Немая! Филипп снова растерялся и сконфузился; мать Дорофеи начала прощаться. Глядя на них обеих, невозможно было с уверенностью сказать об их происхождении; единственное, в чём Филипп не сомневался, что живут они очень замкнуто и почти нигде не бывают.
— Так вы же будьте осторожнее здесь, у моря, — говорила ему мать Дорофеи. — Вода коварна; я и её вот всегда прошу, чтобы остерегалась…

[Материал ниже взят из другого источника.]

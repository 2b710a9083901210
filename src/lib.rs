//! Pomodoro - An interval timer with round and goal tracking
//!
//! The timer engine counts a 30 minute round down to zero. Each expired round
//! advances a round counter (4 per cycle); each completed cycle advances a goal
//! counter capped at 12.

pub mod config;
pub mod state;
pub mod tasks;
pub mod utils;

// Re-export commonly used types
pub use config::Config;
pub use state::{AppState, Snapshot, TickOutcome, TimerEngine};
pub use utils::signals::shutdown_signal;
//! Pomodoro - An interval timer with round and goal tracking
//!
//! This is the main entry point for the terminal timer.

use std::sync::Arc;
use tracing::info;

use pomodoro::{
    config::Config,
    state::AppState,
    tasks::{input_task, render_task, ticker_task},
    utils::shutdown_signal,
};

#[tokio::main]
async fn main() -> anyhow::Result<()> {
    let config = Config::parse();

    // Logs go to stderr so they stay apart from rendered snapshots
    tracing_subscriber::fmt()
        .with_env_filter(format!("pomodoro={}", config.log_level()))
        .with_writer(std::io::stderr)
        .init();

    info!("Starting pomodoro v1.0.0");

    let state = Arc::new(AppState::new());

    // Start the tick source before accepting input
    let ticker = tokio::spawn(ticker_task(Arc::clone(&state)));
    let renderer = tokio::spawn(render_task(Arc::clone(&state), config.clone()));

    tokio::select! {
        _ = input_task(Arc::clone(&state), config.clone()) => {
            info!("Input closed");
        }
        result = shutdown_signal() => {
            if let Err(e) = result {
                tracing::error!("Signal handler error: {}", e);
            }
            info!("Shutdown signal received");
        }
    }

    ticker.abort();
    renderer.abort();

    let snapshot = state.snapshot().map_err(anyhow::Error::msg)?;
    info!("Session ended at round {}, goal {}", snapshot.round, snapshot.goal);
    Ok(())
}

— Непременно, сударыня, — Филипп поклонился, думая лишь о том, как простится с ним Дорофея. Неужели она вот так и уйдёт, и они никогда больше не увидятся? Отчего-то эта мысль оказалась совершенно невыносимой. Дорофея протянула руку, глядя ему в глаза решительно и смело, и Филипп вздрогнул, когда коснулся её горячих сильных пальцев…
* * *
Они встретились снова на другой же день. Едва Филипп проснулся, ноги сами понесли его во вчерашнюю бухту, и он задохнулся от радости, когда увидел Дорофею. Она улыбнулась ему — в первый раз — и крепко пожала руку. Филипп наконец-то представился, коротко рассказал о себе и, смеясь, стал описывать, в каком ужасе были его хозяева, когда узнали, что он перевернул лодку и, будучи одетым, искупался в заливе. Дорофея с беспокойством всмотрелась в его лицо, и он понял, какого рода её тревога.
— Я не говорил Прилучиным ни о вас, ни о вашей матушке, — поспешно сказал он. — И не буду, если вам так угодно.